Moritz Kissinger - Weissburgunder 2020
Wir trinken von Moritz Kissinger eine Flasche Weissburgunder aus 2020.
Unverhofft kommt oft oder so ähnlich. Diese Flasche zumindest sollte eigentlich noch ein bisschen Zeit mit Warten verbringen bevor es ihr an den Korken geht. An und um die sehr dünne Wachskapsel hat sich aber ein lustig pelziges Mikrobiom gebildet, das weit über das hinaus geht, was ich noch unter “Ist halt hohe Luftfeuchtigkeit” verbuchen wollen würde. Und aus Angst vor einem Korken, der zusätzlich zu Sauerstoff in die eine Richtung auch noch Wein einen Durchgang in die Gegenrichtung gewährt, musste eben dieser dann jetzt schon weichen. Schön, wenn sich dann herausstellt, dass der Korken sich bester Gesundheit erfreut. Da ist sicher aus anderer Quelle organisches Material als Schimmelwachstumsbeschleuniger unter das Wachs gekommen. Da den Korken einfach wieder reinstecken keine Option ist, muss der Wein jetzt auch dran glauben. Zwölf Reihen Weissburgunder wachsen neben einer alten Chardonnayparzelle bei Moritz Kissinger. Und aus eben diesen zwölf Reihen wurden 258 normal große Flaschen und 12 (wie passend) Magnums. 2020 ist der erste Jahrgang dieses Weins und Moritz hat die Hälfte des Umsatzes dieser Peace-Edition an die Aktion Deutschland Hilft gespendet. Eine feine Sache und der Bedarf ist in der Zwischenzeit sicher nicht kleiner geworden.
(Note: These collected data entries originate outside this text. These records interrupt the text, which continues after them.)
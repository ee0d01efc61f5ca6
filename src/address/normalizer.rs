//! Standardization of captured field values.
//!
//! Every value is first stripped of punctuation, then canonicalized with the
//! table for its field. Values without a table entry pass through. Canonical
//! values map to themselves, so normalizing twice changes nothing.

use anyhow::{Context, Result};

use super::extractor::MatchResult;
use super::lookup::{ExactTable, LookupTable, PrioritizedTable};
use super::vocabulary::Vocabulary;
use crate::models::{AddressField, ParsedAddress};

/// Trim and drop every character that is not alphanumeric, whitespace,
/// `/`, `-`, `#` or `&`.
pub fn strip(value: &str) -> String {
    value
        .chars()
        .filter(|c| c.is_alphanumeric() || c.is_whitespace() || matches!(c, '/' | '-' | '#' | '&'))
        .collect::<String>()
        .trim()
        .to_string()
}

/// The canonicalization tables of one country variant.
#[derive(Debug, Clone)]
pub struct Normalizer {
    directionals: LookupTable,
    suffixes: LookupTable,
    regions: LookupTable,
    units: LookupTable,
    apartment_unit: String,
}

impl Normalizer {
    pub fn new(vocabulary: &Vocabulary) -> Result<Self> {
        let directionals = ExactTable::from_pairs(
            vocabulary
                .directionals
                .iter()
                .map(|(name, abbreviation)| (name.as_str(), abbreviation.as_str())),
        );
        let suffixes = ExactTable::from_pairs(vocabulary.suffix_pairs());
        let regions = ExactTable::from_pairs(
            vocabulary
                .regions
                .iter()
                .map(|(name, code)| (name.as_str(), code.as_str())),
        );
        let units = PrioritizedTable::from_pairs(
            vocabulary
                .units()
                .map(|unit| (unit.pattern.as_str(), unit.value.as_str())),
        )
        .with_context(|| format!("Invalid secondary units in vocabulary '{}'", vocabulary.name))?;

        Ok(Self {
            directionals: directionals.into(),
            suffixes: suffixes.into(),
            regions: regions.into(),
            units: units.into(),
            apartment_unit: vocabulary.apartment_unit.trim().to_uppercase(),
        })
    }

    fn table(&self, field: AddressField) -> Option<&LookupTable> {
        match field {
            AddressField::Predirectional | AddressField::Postdirectional => {
                Some(&self.directionals)
            }
            AddressField::Suffix => Some(&self.suffixes),
            AddressField::State => Some(&self.regions),
            AddressField::SecondaryUnit => Some(&self.units),
            _ => None,
        }
    }

    /// Strip and canonicalize one value. `None` when nothing is left after
    /// stripping.
    pub fn normalize_value(&self, field: AddressField, value: &str) -> Option<String> {
        let stripped = strip(value);
        if stripped.is_empty() {
            return None;
        }

        let normalized = match field {
            AddressField::Number if !stripped.contains('/') => {
                stripped.split_whitespace().collect::<String>()
            }
            _ => match self.table(field) {
                Some(table) => table.canonicalize(&stripped),
                None => stripped,
            },
        };
        Some(normalized)
    }

    /// Normalize every captured field and infer the unit of a bare
    /// secondary number.
    pub fn normalize(&self, matched: &MatchResult) -> ParsedAddress {
        let mut parsed: ParsedAddress = matched
            .iter()
            .filter_map(|(field, value)| {
                self.normalize_value(field, value)
                    .map(|normalized| (field, normalized))
            })
            .collect();

        if parsed.contains(AddressField::SecondaryNumber)
            && !parsed.contains(AddressField::SecondaryUnit)
        {
            parsed.insert(AddressField::SecondaryUnit, self.apartment_unit.clone());
        }
        parsed
    }

    /// Canonical values of the table behind `field`; empty for fields that
    /// have none.
    pub fn canonical_values(&self, field: AddressField) -> Vec<&str> {
        self.table(field)
            .map(LookupTable::canonical_values)
            .unwrap_or_default()
    }

    pub fn apartment_unit(&self) -> &str {
        &self.apartment_unit
    }
}
//! The per-country parser facade.

use anyhow::{Context, Result};
use log::{debug, warn};

use super::compiler::{CompositeGrammar, GrammarCompiler, GrammarMode};
use super::config::ParserConfig;
use super::extractor::extract;
use super::matcher;
use super::normalizer::Normalizer;
use super::patterns::ComponentLibrary;
use super::vocabulary::{Country, Vocabulary};
use crate::models::ParsedAddress;

/// Parses free-form addresses of one country variant.
///
/// Both grammars are compiled when the parser is built and never change
/// afterwards, so one instance can be shared across threads.
///
/// ```
/// use streetwise::address::{AddressParser, Country};
/// use streetwise::models::AddressField;
///
/// let parser = AddressParser::for_country(Country::Us).unwrap();
/// let parsed = parser.parse("1005 Gravier St, New Orleans, LA 70112").unwrap();
/// assert_eq!(parsed.get(AddressField::Suffix), Some("ST"));
/// assert_eq!(parsed.get(AddressField::City), Some("NEW ORLEANS"));
/// ```
#[derive(Debug, Clone)]
pub struct AddressParser {
    vocabulary: Vocabulary,
    config: ParserConfig,
    normalizer: Normalizer,
    full: CompositeGrammar,
    line: CompositeGrammar,
}

impl AddressParser {
    pub fn new(vocabulary: Vocabulary, config: ParserConfig) -> Result<Self> {
        vocabulary.validate()?;
        let compiler = GrammarCompiler::new(ComponentLibrary::new(&vocabulary), config.size_limit);
        let full = compiler.compile(GrammarMode::Full)?;
        let line = compiler.compile(GrammarMode::Line)?;
        let normalizer = Normalizer::new(&vocabulary)?;

        debug!("Address parser ready for vocabulary '{}'", vocabulary.name);
        Ok(Self {
            vocabulary,
            config,
            normalizer,
            full,
            line,
        })
    }

    /// A parser over the built-in vocabulary of `country` with default
    /// options.
    pub fn for_country(country: Country) -> Result<Self> {
        let vocabulary = Vocabulary::builtin(country)?;
        Self::new(vocabulary, ParserConfig::default())
            .with_context(|| format!("Failed to build address parser for '{country}'"))
    }

    /// Parse a complete address and normalize it.
    pub fn parse(&self, input: &str) -> Option<ParsedAddress> {
        self.parse_with(input, true)
    }

    /// Parse a complete address, normalizing only when asked.
    pub fn parse_with(&self, input: &str, normalize: bool) -> Option<ParsedAddress> {
        self.parse_with_grammar(input, &self.full, normalize)
    }

    /// Parse the street line of an address: number, street and secondary
    /// unit. Place fields are never produced.
    pub fn parse_address_line(&self, input: &str, normalize: bool) -> Option<ParsedAddress> {
        self.parse_with_grammar(input, &self.line, normalize)
    }

    /// Parse with a caller-supplied grammar, e.g. one compiled from a
    /// different vocabulary.
    pub fn parse_with_grammar(
        &self,
        input: &str,
        grammar: &CompositeGrammar,
        normalize: bool,
    ) -> Option<ParsedAddress> {
        let input = self.prepare(input)?;
        let raw = matcher::run(grammar, &input)?;
        let matched = extract(&raw);

        Some(if normalize {
            self.normalizer.normalize(&matched)
        } else {
            ParsedAddress::from(matched)
        })
    }

    fn prepare(&self, input: &str) -> Option<String> {
        let trimmed = input.trim();
        if trimmed.is_empty() {
            return None;
        }
        let length = trimmed.chars().count();
        if length > self.config.max_input_len {
            warn!(
                "Rejecting address input of {} characters (limit {})",
                length, self.config.max_input_len
            );
            return None;
        }
        Some(if self.config.uppercase_input {
            trimmed.to_uppercase()
        } else {
            trimmed.to_string()
        })
    }

    pub fn vocabulary(&self) -> &Vocabulary {
        &self.vocabulary
    }

    pub fn config(&self) -> &ParserConfig {
        &self.config
    }

    pub fn normalizer(&self) -> &Normalizer {
        &self.normalizer
    }

    pub fn full_grammar(&self) -> &CompositeGrammar {
        &self.full
    }

    pub fn line_grammar(&self) -> &CompositeGrammar {
        &self.line
    }
}
use std::path::PathBuf;

use clap::{Parser, ValueEnum};

use crate::address::{Country, DEFAULT_MAX_INPUT_LEN};

#[derive(Parser, Debug)]
#[command(author, version, about, long_about = None)]
pub struct Cli {
    /// Addresses to parse (reads standard input line by line when none are given)
    pub addresses: Vec<String>,

    /// File with one address per line, parsed in parallel
    #[arg(short, long, conflicts_with = "addresses")]
    pub input: Option<PathBuf>,

    /// Built-in vocabulary to parse with
    #[arg(short, long, value_enum, default_value_t = Country::Us)]
    pub country: Country,

    /// Custom vocabulary file (YAML, or JSON by extension); overrides --country
    #[arg(long)]
    pub vocabulary: Option<PathBuf>,

    /// Parse the street line only (no city, state or postal code)
    #[arg(long)]
    pub line: bool,

    /// Print captured values without normalization
    #[arg(long)]
    pub raw: bool,

    /// Output format
    #[arg(short, long, value_enum, default_value_t = OutputFormat::Text)]
    pub format: OutputFormat,

    /// Inputs longer than this many characters are not parsed
    #[arg(long, default_value_t = DEFAULT_MAX_INPUT_LEN)]
    pub max_input_len: usize,
}

#[derive(Clone, Copy, Debug, PartialEq, Eq, ValueEnum)]
pub enum OutputFormat {
    Text,
    Json,
}

impl std::fmt::Display for OutputFormat {
    fn fmt(&self, f: &mut std::fmt::Formatter<'_>) -> std::fmt::Result {
        match self {
            Self::Text => write!(f, "text"),
            Self::Json => write!(f, "json"),
        }
    }
}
Wie erwartet, wirkt der Wein entsprechend jung in der Nase. Das ist dicht gepackt mit ein bisschen Zitrus und etwas gelbem Kernobst. Eine leicht metallische Note und dahinter noch ein Touch florale Krautigkeit. Auf der Zunge sind wir da schon weiter. Sehr saftig mit viel Zug und sehr frischem Apfel läuft das die Zunge entlang. Da ist wirklich viel Zug dahinter. Und mit dem Wein im Mund kommt Minze in die Nase und der Apfel ersetzt die metallische Note. Das ist richtig gut und mir fällt ein Stein vom Herzen. Nur weil der Korken gut aussieht muss er das ja noch lange nicht gewesen sein. Er war es aber. Mit Luft wird der Wein noch straffer und strukturierter beim Trinken während gleichzeitig die Frucht weicher wird.
So geht das dann auch in den zweiten Abend. Saftig grüner Apfel und leicht salzige Mineralik auf der Zunge, eben diese Mineralik und Struktur dazu in der Nase. Frucht ist da gerade nicht mehr so viel, das kommt aber nicht unerwartet. Das ist, wie auch die anderen Weine von Moritz, ziemlich puristisch und vielleicht tatsächlich auch so ein bis zwei Jahre zu jung einfach. Einen dritten Abend schaffen wir aber trotzdem nicht. Dafür ist der Weissburgunder dann doch einfach zu saftig und das Glas zu schnell leer. Ich finde, dass sich das nahtlos in den Stil der anderen Weine von Moritz einfügt. Schon der Einstieg mit dem Null Ohm hat diese kühle, straffe Art, der Chardonnay oben drüber natürlich auch. Aus dem Kopf heraus und mit den Notizen zu den Weinen würde ich sagen, dass der Weissburgunder im Vergleich feiner ist, etwas leichter, mit weniger Kraft, dafür aber mit einem Ticken mehr Eleganz. Aber um wirklich sicher zu sein, müsste ich das mal nebeneinander probieren. Dann aber wirklich mit mehr Flaschenreife.